Minimize Cost to sort a String in Increasing Order of Frequencies of Characters

Given a string S, the task is to calculate the minimum cost to sort the string in increasing order of their frequencies by swapping a block of repeated characters with another block of different repeated characters.

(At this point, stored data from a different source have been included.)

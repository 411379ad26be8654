use criterion::{black_box, criterion_group, criterion_main, Criterion};
use quire_model::dev_utils::set_data;
use quire_model::{Model, ModifySelectionOptions, Range, SelectionTarget, SelectionUnit, TreeWalker, TreeWalkerOptions};

fn sample_data(paragraphs: usize) -> String {
    let mut data = String::from("<paragraph>[]</paragraph>");
    for i in 0..paragraphs {
        data.push_str(&format!(
            r#"<paragraph>Paragraph {i} with <$text bold="true">bold</$text> and plain words.</paragraph>"#
        ));
    }
    data
}

fn walk_document(c: &mut Criterion) {
    let model = Model::new();
    set_data(&model, None, &sample_data(200)).unwrap();

    c.bench_function("walk_document", |b| {
        b.iter(|| {
            let document = model.document();
            let tree = document.tree();
            let root = document.get_root("main").unwrap();
            let range = Range::in_element(tree, root).unwrap();
            let walker = TreeWalker::new(tree, TreeWalkerOptions {
                boundaries: Some(range),
                ..TreeWalkerOptions::default()
            })
            .unwrap();
            black_box(walker.count())
        })
    });

    c.bench_function("walk_document_single_characters", |b| {
        b.iter(|| {
            let document = model.document();
            let tree = document.tree();
            let root = document.get_root("main").unwrap();
            let range = Range::in_element(tree, root).unwrap();
            let walker = TreeWalker::new(tree, TreeWalkerOptions {
                boundaries: Some(range),
                single_characters: true,
                ..TreeWalkerOptions::default()
            })
            .unwrap();
            black_box(walker.count())
        })
    });
}

fn typing(c: &mut Criterion) {
    c.bench_function("insert_content_typing", |b| {
        b.iter_with_setup(
            || {
                let model = Model::new();
                set_data(&model, None, &sample_data(20)).unwrap();
                model
            },
            |model| {
                for _ in 0..50 {
                    model.insert_content(black_box("x"), SelectionTarget::Document).unwrap();
                }
            },
        )
    });
}

fn word_navigation(c: &mut Criterion) {
    let options = ModifySelectionOptions {
        unit: SelectionUnit::Word,
        ..ModifySelectionOptions::default()
    };

    c.bench_function("modify_selection_by_word", |b| {
        b.iter_with_setup(
            || {
                let model = Model::new();
                set_data(&model, None, &sample_data(20)).unwrap();
                model
            },
            |model| {
                for _ in 0..100 {
                    model.modify_selection(SelectionTarget::Document, black_box(options)).unwrap();
                }
            },
        )
    });
}

criterion_group!(benches, walk_document, typing, word_navigation);
criterion_main!(benches);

The cost of each operation is the absolute difference of the two blocks.
Examples: 

Input: S = “aabbcccdeffffggghhhhhii” 
Output: 5 
Explanation

  • Swap ‘d’ with ‘aa’. The Cost of this Operation is 1
  • Swap ‘e’ with ‘bb’. The Cost of this Operation is 1
  • Swap ‘ii’ with ‘ccc’. The Cost of this Operation is cost is 1
  • Swap ‘ccc’ with ‘ffff’. The Cost of this Operation is 1
  • Swap ‘ffff’ with ‘hhhhh’. The Cost of this Operation is 1

Input : S = “aaaa” 
Output : 0 

 

Approach: 
 Follow the steps below to solve the problem:

  • Store the frequency of each character present in the String.
  • Sort the frequencies.
  • Calculate the difference between each frequency in the sorted and original sequence.
  • Half of the total sum of all the differences is the required answer. This is because, for each swap, the difference is calculated twice in the above step.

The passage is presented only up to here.